The accompanying map indicates a decimated housing market. The suburbs have $200,000 homes (18 percent in Clay Township). In five Marion County townships—including the one home to the Final Four and visitors—the percentage of household incomes above $200,000 is less than 1.5 percent. This is troubling for a city seeking to retain and attract residents.

Like an unbeaten team still dunking on its opponents, the suburbs want even more. The so-called Fix It Coalition [Feb. 21] wants the Statehouse to provide already wealthy schools districts even more money, not by adding more money to public education, but by redistributing money away from other school districts. It’s like unbeaten Kentucky saying the system is unfair.

This is no way to govern or lead. If we can spend time and energy to host a one-and-done Final Four, we have the resources to do something here, too.

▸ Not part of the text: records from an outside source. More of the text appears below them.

//! ZIP container abstraction for OOXML workbooks.

use crate::error::{Error, Result};
use crate::model::Metadata;
use std::cell::RefCell;
use std::collections::HashMap;
use std::fs::File;
use std::io::{BufReader, Cursor, Read};
use std::path::Path;

/// A relationship entry from a .rels file.
#[derive(Debug, Clone)]
pub struct Relationship {
    /// Relationship ID (e.g., "rId1")
    pub id: String,
    /// Relationship type URI
    pub rel_type: String,
    /// Target path (relative or absolute)
    pub target: String,
    /// Whether the target is external
    pub external: bool,
}

/// Collection of relationships parsed from a .rels file.
#[derive(Debug, Clone, Default)]
pub struct Relationships {
    /// Map from relationship ID to relationship data
    pub by_id: HashMap<String, Relationship>,
    /// Relationships in document order
    pub ordered: Vec<Relationship>,
}

impl Relationships {
    /// Create a new empty relationships collection.
    pub fn new() -> Self {
        Self::default()
    }

    /// Get a relationship by ID.
    pub fn get(&self, id: &str) -> Option<&Relationship> {
        self.by_id.get(id)
    }

    /// Find the first relationship whose type URI ends with `/{suffix}`.
    ///
    /// Matching on the last path segment covers both the transitional and
    /// the strict OOXML namespaces.
    pub fn find_by_type_suffix(&self, suffix: &str) -> Option<&Relationship> {
        self.ordered.iter().find(|r| {
            r.rel_type
                .rsplit('/')
                .next()
                .is_some_and(|last| last == suffix)
        })
    }

    /// Add a relationship.
    pub fn add(&mut self, rel: Relationship) {
        self.ordered.push(rel.clone());
        self.by_id.insert(rel.id.clone(), rel);
    }

    /// Number of relationships.
    pub fn len(&self) -> usize {
        self.ordered.len()
    }

    /// Check if there are no relationships.
    pub fn is_empty(&self) -> bool {
        self.ordered.is_empty()
    }
}

/// Fix XML encoding declaration from UTF-16 to UTF-8.
///
/// After decoding UTF-16 XML into a Rust String the declaration still says
/// encoding="UTF-16", which quick-xml would try to honor.
fn fix_xml_encoding_declaration(content: &str) -> String {
    if content.starts_with("<?xml") {
        if let Some(end_decl) = content.find("?>") {
            let decl = &content[..end_decl + 2];
            let rest = &content[end_decl + 2..];

            let fixed_decl = decl
                .replace("encoding=\"UTF-16\"", "encoding=\"UTF-8\"")
                .replace("encoding='UTF-16'", "encoding='UTF-8'")
                .replace("encoding=\"utf-16\"", "encoding=\"UTF-8\"")
                .replace("encoding='utf-16'", "encoding='UTF-8'");

            return format!("{}{}", fixed_decl, rest);
        }
    }
    content.to_string()
}

/// Decode XML bytes handling different encodings (UTF-8, UTF-16 LE/BE).
pub fn decode_xml_bytes(bytes: &[u8]) -> Result<String> {
    // UTF-8 BOM: EF BB BF
    if bytes.len() >= 3 && bytes[0] == 0xEF && bytes[1] == 0xBB && bytes[2] == 0xBF {
        return String::from_utf8(bytes[3..].to_vec())
            .map_err(|e| Error::Encoding(e.to_string()));
    }

    // UTF-16 LE BOM: FF FE
    if bytes.len() >= 2 && bytes[0] == 0xFF && bytes[1] == 0xFE {
        let content = decode_utf16(&bytes[2..], u16::from_le_bytes)?;
        return Ok(fix_xml_encoding_declaration(&content));
    }

    // UTF-16 BE BOM: FE FF
    if bytes.len() >= 2 && bytes[0] == 0xFE && bytes[1] == 0xFF {
        let content = decode_utf16(&bytes[2..], u16::from_be_bytes)?;
        return Ok(fix_xml_encoding_declaration(&content));
    }

    match String::from_utf8(bytes.to_vec()) {
        Ok(s) => Ok(s),
        Err(_) => {
            // UTF-16 LE typically has null bytes in odd positions for ASCII
            if bytes.len() >= 4 && bytes[1] == 0 && bytes[3] == 0 {
                decode_utf16(bytes, u16::from_le_bytes)
            } else if bytes.len() >= 4 && bytes[0] == 0 && bytes[2] == 0 {
                decode_utf16(bytes, u16::from_be_bytes)
            } else {
                Ok(String::from_utf8_lossy(bytes).into_owned())
            }
        }
    }
}

/// Decode UTF-16 bytes with the given byte order.
fn decode_utf16(bytes: &[u8], to_unit: fn([u8; 2]) -> u16) -> Result<String> {
    let len = bytes.len() & !1;

    let units = (0..len).step_by(2).map(|i| to_unit([bytes[i], bytes[i + 1]]));

    char::decode_utf16(units)
        .collect::<std::result::Result<String, _>>()
        .map_err(|e| Error::Encoding(e.to_string()))
}

/// OOXML container abstraction over a ZIP archive.
///
/// Provides methods to read XML parts and relationships from a workbook
/// package.
pub struct OoxmlContainer {
    archive: RefCell<zip::ZipArchive<Cursor<Vec<u8>>>>,
}

impl OoxmlContainer {
    /// Open an OOXML container from a file path.
    ///
    /// # Example
    ///
    /// ```no_run
    /// use sheetview::container::OoxmlContainer;
    ///
    /// let container = OoxmlContainer::open("report.xlsx")?;
    /// # Ok::<(), sheetview::Error>(())
    /// ```
    pub fn open(path: impl AsRef<Path>) -> Result<Self> {
        let file = File::open(path.as_ref())?;
        let mut reader = BufReader::new(file);
        let mut data = Vec::new();
        reader.read_to_end(&mut data)?;
        Self::from_bytes(data)
    }

    /// Create an OOXML container from a byte vector.
    pub fn from_bytes(data: Vec<u8>) -> Result<Self> {
        let cursor = Cursor::new(data);
        let archive = zip::ZipArchive::new(cursor)?;
        Ok(Self {
            archive: RefCell::new(archive),
        })
    }

    /// Read an XML part from the archive as a string.
    ///
    /// Handles UTF-8 (with or without BOM) and UTF-16 LE/BE.
    pub fn read_xml(&self, path: &str) -> Result<String> {
        let mut archive = self.archive.borrow_mut();
        let mut file = archive
            .by_name(path)
            .map_err(|_| Error::MissingComponent(path.to_string()))?;

        let mut bytes = Vec::new();
        file.read_to_end(&mut bytes)?;

        decode_xml_bytes(&bytes)
    }

    /// Check if a part exists in the archive.
    pub fn exists(&self, path: &str) -> bool {
        let archive = self.archive.borrow();
        let result = archive.file_names().any(|n| n == path);
        result
    }

    /// List all parts in the archive.
    pub fn list_files(&self) -> Vec<String> {
        let archive = self.archive.borrow();
        archive.file_names().map(String::from).collect()
    }

    /// Read and parse the relationships of a part.
    pub fn read_relationships(&self, part_path: &str) -> Result<Relationships> {
        let rels_path = if part_path.is_empty() || part_path == "/" {
            "_rels/.rels".to_string()
        } else {
            let path = Path::new(part_path);
            let parent = path.parent().unwrap_or(Path::new(""));
            let filename = path.file_name().unwrap_or_default().to_string_lossy();
            if parent.as_os_str().is_empty() {
                format!("_rels/{}.rels", filename)
            } else {
                format!("{}/_rels/{}.rels", parent.display(), filename)
            }
        };

        self.parse_relationships(&rels_path)
    }

    /// Read package-level relationships (_rels/.rels).
    pub fn read_package_relationships(&self) -> Result<Relationships> {
        self.parse_relationships("_rels/.rels")
    }

    /// Parse core metadata from docProps/core.xml.
    pub fn parse_core_metadata(&self) -> Result<Metadata> {
        let mut meta = Metadata::default();

        if let Ok(xml) = self.read_xml("docProps/core.xml") {
            let mut reader = quick_xml::Reader::from_str(&xml);
            reader.config_mut().trim_text(true);

            let mut buf = Vec::new();
            let mut current_element: Option<String> = None;

            loop {
                match reader.read_event_into(&mut buf) {
                    Ok(quick_xml::events::Event::Start(e)) => {
                        let name = e.name();
                        current_element =
                            Some(String::from_utf8_lossy(name.local_name().as_ref()).to_string());
                    }
                    Ok(quick_xml::events::Event::Text(e)) => {
                        if let Some(ref elem) = current_element {
                            let text = e.unescape().unwrap_or_default().to_string();
                            match elem.as_str() {
                                "title" => meta.title = Some(text),
                                "creator" => meta.author = Some(text),
                                "subject" => meta.subject = Some(text),
                                "keywords" => {
                                    meta.keywords = text
                                        .split([',', ';'])
                                        .map(|s| s.trim().to_string())
                                        .filter(|s| !s.is_empty())
                                        .collect();
                                }
                                "created" => meta.created = Some(text),
                                "modified" => meta.modified = Some(text),
                                _ => {}
                            }
                        }
                    }
                    Ok(quick_xml::events::Event::End(_)) => {
                        current_element = None;
                    }
                    Ok(quick_xml::events::Event::Eof) => break,
                    Err(e) => {
                        log::warn!("stopping at malformed docProps/core.xml: {}", e);
                        break;
                    }
                    _ => {}
                }
                buf.clear();
            }
        }

        Ok(meta)
    }

    /// Parse a relationships file. A missing file yields an empty set.
    fn parse_relationships(&self, rels_path: &str) -> Result<Relationships> {
        let content = match self.read_xml(rels_path) {
            Ok(c) => c,
            Err(_) => return Ok(Relationships::new()),
        };

        if content.trim().is_empty() {
            return Ok(Relationships::new());
        }

        let mut rels = Relationships::new();
        let mut reader = quick_xml::Reader::from_str(&content);
        reader.config_mut().trim_text(true);

        let mut buf = Vec::new();
        loop {
            match reader.read_event_into(&mut buf) {
                Ok(quick_xml::events::Event::Empty(e))
                | Ok(quick_xml::events::Event::Start(e))
                    if e.name().local_name().as_ref() == b"Relationship" =>
                {
                    let mut id = String::new();
                    let mut rel_type = String::new();
                    let mut target = String::new();
                    let mut external = false;

                    for attr in e.attributes().flatten() {
                        match attr.key.as_ref() {
                            b"Id" => id = String::from_utf8_lossy(&attr.value).to_string(),
                            b"Type" => rel_type = String::from_utf8_lossy(&attr.value).to_string(),
                            b"Target" => target = String::from_utf8_lossy(&attr.value).to_string(),
                            b"TargetMode" => {
                                external = String::from_utf8_lossy(&attr.value).to_lowercase()
                                    == "external"
                            }
                            _ => {}
                        }
                    }

                    if !id.is_empty() {
                        rels.add(Relationship {
                            id,
                            rel_type,
                            target,
                            external,
                        });
                    }
                }
                Ok(quick_xml::events::Event::Eof) => break,
                Err(e) => return Err(Error::XmlParse(e.to_string())),
                _ => {}
            }
            buf.clear();
        }

        Ok(rels)
    }

    /// Resolve a relationship target relative to the part that owns it.
    pub fn resolve_path(base: &str, relative: &str) -> String {
        if let Some(stripped) = relative.strip_prefix('/') {
            return stripped.to_string();
        }

        let base_path = Path::new(base);
        let base_dir = base_path.parent().unwrap_or(Path::new(""));

        let mut result = base_dir.to_path_buf();
        for component in Path::new(relative).components() {
            match component {
                std::path::Component::ParentDir => {
                    result.pop();
                }
                std::path::Component::Normal(c) => {
                    result.push(c);
                }
                _ => {}
            }
        }

        result.to_string_lossy().replace('\\', "/")
    }
}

It’s called education. We know great teachers transform classrooms into laboratories of success, and we know great schools support local communities. Nearly 80 percent of our students attend township and IPS schools. The Mayor’s Office—this one or the next—should capitalize on that capacity and our momentum and begin to reward and recruit great teaching.

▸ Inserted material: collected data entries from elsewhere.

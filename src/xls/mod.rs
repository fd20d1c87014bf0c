//! XLS (Excel 97-2003) workbook reader.
//!
//! Legacy workbooks are a BIFF8 record stream named `Workbook` inside a
//! Compound File Binary container. The reader collects the workbook globals
//! (sheet list, shared strings, number formats, date system) and the cell
//! records of a worksheet substream.

mod biff;
mod parser;
mod strings;

pub use parser::XlsParser;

The Mayor’s Office should create and offer the Indianapolis Prize in Great Teaching. Each school district or network can nominate two teachers to each compete for a $10,000 prize. Like confetti after winning the national championship, this is fancy.

The Mayor’s Office also should support school districts to recruit and retain great teachers. What works, and how can we duplicate and scale that? Make it worthwhile. Graduate from an Indianapolis high school, attend an Indiana college, return to Indianapolis to teach, and receive a living stipend. Let’s build our $200,000 homes by supporting our teachers—the very people who build our communities. Effective teachers would receive an annual residency bonus, complimentary mass transit pass, and tickets and honors to local events. Like the Final Four, local companies could sponsor those costs and link their brand to the pursuit of the excellence in classroom instruction. Like a two-on-one fast break, this is fancy and fundamental.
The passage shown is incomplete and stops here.